[Source records]

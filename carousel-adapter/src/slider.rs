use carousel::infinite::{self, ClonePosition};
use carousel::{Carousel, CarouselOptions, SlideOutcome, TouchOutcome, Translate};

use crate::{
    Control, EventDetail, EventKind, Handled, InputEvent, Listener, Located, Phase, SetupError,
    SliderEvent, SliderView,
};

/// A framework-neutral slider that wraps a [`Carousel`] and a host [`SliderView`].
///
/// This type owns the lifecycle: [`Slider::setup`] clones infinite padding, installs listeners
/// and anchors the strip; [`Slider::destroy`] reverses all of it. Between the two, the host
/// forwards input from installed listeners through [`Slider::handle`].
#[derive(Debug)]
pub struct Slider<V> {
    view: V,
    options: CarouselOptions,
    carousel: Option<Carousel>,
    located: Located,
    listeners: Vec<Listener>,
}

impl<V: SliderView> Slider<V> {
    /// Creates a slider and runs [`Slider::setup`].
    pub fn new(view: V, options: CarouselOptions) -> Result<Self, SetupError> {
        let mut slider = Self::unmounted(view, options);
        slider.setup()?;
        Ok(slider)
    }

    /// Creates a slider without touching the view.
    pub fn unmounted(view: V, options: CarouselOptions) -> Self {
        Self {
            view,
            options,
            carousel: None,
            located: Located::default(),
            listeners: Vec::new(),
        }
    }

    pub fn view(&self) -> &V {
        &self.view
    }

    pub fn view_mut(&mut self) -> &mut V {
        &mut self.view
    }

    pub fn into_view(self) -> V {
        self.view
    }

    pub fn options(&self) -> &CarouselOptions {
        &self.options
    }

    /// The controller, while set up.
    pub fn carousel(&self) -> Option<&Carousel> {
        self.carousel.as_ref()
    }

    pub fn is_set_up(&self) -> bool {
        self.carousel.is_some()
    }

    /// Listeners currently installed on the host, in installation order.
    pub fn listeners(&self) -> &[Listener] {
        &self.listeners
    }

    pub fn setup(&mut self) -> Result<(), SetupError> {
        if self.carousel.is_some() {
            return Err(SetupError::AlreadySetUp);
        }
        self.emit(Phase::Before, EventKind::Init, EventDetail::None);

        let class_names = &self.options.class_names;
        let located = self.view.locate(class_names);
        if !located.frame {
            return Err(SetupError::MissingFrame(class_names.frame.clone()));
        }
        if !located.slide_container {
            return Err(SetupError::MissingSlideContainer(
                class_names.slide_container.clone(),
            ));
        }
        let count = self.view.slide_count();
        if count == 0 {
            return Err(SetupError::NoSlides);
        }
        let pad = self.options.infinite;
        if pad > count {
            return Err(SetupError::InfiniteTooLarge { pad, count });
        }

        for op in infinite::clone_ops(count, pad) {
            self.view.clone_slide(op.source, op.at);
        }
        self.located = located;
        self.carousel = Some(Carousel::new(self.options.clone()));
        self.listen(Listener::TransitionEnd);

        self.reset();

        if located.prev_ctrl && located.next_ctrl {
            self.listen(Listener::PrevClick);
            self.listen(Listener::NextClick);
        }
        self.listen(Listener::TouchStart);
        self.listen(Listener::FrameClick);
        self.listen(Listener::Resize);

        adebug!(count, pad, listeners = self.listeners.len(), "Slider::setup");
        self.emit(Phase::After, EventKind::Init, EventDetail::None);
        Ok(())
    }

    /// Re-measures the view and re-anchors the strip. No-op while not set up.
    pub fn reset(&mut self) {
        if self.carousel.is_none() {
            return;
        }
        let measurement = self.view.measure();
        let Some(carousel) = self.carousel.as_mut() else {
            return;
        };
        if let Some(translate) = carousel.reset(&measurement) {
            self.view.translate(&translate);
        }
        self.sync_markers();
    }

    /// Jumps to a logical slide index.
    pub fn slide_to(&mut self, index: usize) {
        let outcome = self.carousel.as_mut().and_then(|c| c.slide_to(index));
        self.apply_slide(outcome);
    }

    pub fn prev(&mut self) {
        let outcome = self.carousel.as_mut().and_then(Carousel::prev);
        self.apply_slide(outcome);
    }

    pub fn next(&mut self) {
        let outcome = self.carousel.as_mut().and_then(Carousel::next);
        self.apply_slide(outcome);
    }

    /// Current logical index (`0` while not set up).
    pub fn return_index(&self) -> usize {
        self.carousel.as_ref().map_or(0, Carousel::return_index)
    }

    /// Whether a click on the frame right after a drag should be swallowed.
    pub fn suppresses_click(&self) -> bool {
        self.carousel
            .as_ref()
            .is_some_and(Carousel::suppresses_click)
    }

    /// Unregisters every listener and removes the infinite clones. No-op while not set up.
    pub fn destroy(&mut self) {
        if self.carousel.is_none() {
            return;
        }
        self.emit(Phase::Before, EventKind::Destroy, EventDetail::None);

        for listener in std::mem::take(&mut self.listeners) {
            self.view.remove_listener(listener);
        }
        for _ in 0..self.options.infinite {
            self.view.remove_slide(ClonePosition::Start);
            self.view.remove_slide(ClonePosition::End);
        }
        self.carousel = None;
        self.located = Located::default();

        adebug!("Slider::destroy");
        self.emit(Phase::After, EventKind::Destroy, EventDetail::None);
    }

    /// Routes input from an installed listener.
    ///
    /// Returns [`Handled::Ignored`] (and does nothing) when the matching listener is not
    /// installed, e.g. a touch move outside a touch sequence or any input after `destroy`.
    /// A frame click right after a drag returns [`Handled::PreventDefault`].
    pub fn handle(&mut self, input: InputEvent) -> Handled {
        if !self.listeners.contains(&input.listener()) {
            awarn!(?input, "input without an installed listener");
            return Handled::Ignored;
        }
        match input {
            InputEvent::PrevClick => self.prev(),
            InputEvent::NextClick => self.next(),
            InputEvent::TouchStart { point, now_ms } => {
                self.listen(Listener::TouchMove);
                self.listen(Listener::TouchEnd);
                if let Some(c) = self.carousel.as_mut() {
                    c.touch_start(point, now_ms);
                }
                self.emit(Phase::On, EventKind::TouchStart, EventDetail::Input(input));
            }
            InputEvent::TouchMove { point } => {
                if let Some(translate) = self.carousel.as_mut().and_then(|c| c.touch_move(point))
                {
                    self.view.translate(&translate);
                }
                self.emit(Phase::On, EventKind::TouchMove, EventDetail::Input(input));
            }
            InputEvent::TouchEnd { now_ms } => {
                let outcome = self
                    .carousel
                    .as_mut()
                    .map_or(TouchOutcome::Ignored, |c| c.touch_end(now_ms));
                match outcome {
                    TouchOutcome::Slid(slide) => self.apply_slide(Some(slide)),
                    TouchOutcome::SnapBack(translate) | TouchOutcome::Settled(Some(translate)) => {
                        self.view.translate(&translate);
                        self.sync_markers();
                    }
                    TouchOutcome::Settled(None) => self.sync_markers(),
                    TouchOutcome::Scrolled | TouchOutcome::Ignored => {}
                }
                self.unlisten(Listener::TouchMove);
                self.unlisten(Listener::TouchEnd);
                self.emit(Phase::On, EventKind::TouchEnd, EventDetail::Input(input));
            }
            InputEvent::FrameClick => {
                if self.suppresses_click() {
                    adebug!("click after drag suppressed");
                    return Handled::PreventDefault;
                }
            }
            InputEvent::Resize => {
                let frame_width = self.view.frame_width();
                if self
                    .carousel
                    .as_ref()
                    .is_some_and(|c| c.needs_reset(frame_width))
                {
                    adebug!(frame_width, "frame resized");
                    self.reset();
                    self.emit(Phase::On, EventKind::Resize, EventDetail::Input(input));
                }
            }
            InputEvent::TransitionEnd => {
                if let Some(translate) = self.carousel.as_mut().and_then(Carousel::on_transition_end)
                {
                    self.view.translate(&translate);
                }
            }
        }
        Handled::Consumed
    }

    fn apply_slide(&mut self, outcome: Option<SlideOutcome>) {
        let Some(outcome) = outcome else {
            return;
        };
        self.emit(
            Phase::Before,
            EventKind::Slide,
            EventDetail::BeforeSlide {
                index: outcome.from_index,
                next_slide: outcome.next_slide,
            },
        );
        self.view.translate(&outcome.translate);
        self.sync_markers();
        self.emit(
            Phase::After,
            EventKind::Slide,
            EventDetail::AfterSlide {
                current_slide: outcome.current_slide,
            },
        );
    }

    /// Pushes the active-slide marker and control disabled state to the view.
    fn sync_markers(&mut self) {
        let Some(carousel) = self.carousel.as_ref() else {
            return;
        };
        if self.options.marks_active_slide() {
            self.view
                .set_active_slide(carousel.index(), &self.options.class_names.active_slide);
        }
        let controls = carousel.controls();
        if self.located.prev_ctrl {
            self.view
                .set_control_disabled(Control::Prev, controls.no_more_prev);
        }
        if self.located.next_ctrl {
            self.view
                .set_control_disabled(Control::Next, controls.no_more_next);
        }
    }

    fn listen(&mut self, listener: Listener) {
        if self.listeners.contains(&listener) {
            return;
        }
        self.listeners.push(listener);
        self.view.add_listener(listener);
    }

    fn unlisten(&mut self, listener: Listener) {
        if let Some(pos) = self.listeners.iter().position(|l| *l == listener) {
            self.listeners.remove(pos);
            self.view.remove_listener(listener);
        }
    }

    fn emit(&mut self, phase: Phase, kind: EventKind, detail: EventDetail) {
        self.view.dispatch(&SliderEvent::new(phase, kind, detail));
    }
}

• **GOAL OF THE EXERCISE**
Your answer should hold exactly the lines from the one containing "let Some(carousel) = self.carousel.as_ref()" to the last line of the data, both included, and no others.

• **RESPONSE FOR THIS EXERCISE**
        let Some(carousel) = self.carousel.as_ref() else {
            return;
        };
        if self.options.marks_active_slide() {
            self.view
                .set_active_slide(carousel.index(), &self.options.class_names.active_slide);
        }
        let controls = carousel.controls();
        if self.located.prev_ctrl {
            self.view
                .set_control_disabled(Control::Prev, controls.no_more_prev);
        }
        if self.located.next_ctrl {
            self.view
                .set_control_disabled(Control::Next, controls.no_more_next);
        }
    }

    fn listen(&mut self, listener: Listener) {
        if self.listeners.contains(&listener) {
            return;
        }
        self.listeners.push(listener);
        self.view.add_listener(listener);
    }

    fn unlisten(&mut self, listener: Listener) {
        if let Some(pos) = self.listeners.iter().position(|l| *l == listener) {
            self.listeners.remove(pos);
            self.view.remove_listener(listener);
        }
    }

    fn emit(&mut self, phase: Phase, kind: EventKind, detail: EventDetail) {
        self.view.dispatch(&SliderEvent::new(phase, kind, detail));
    }
}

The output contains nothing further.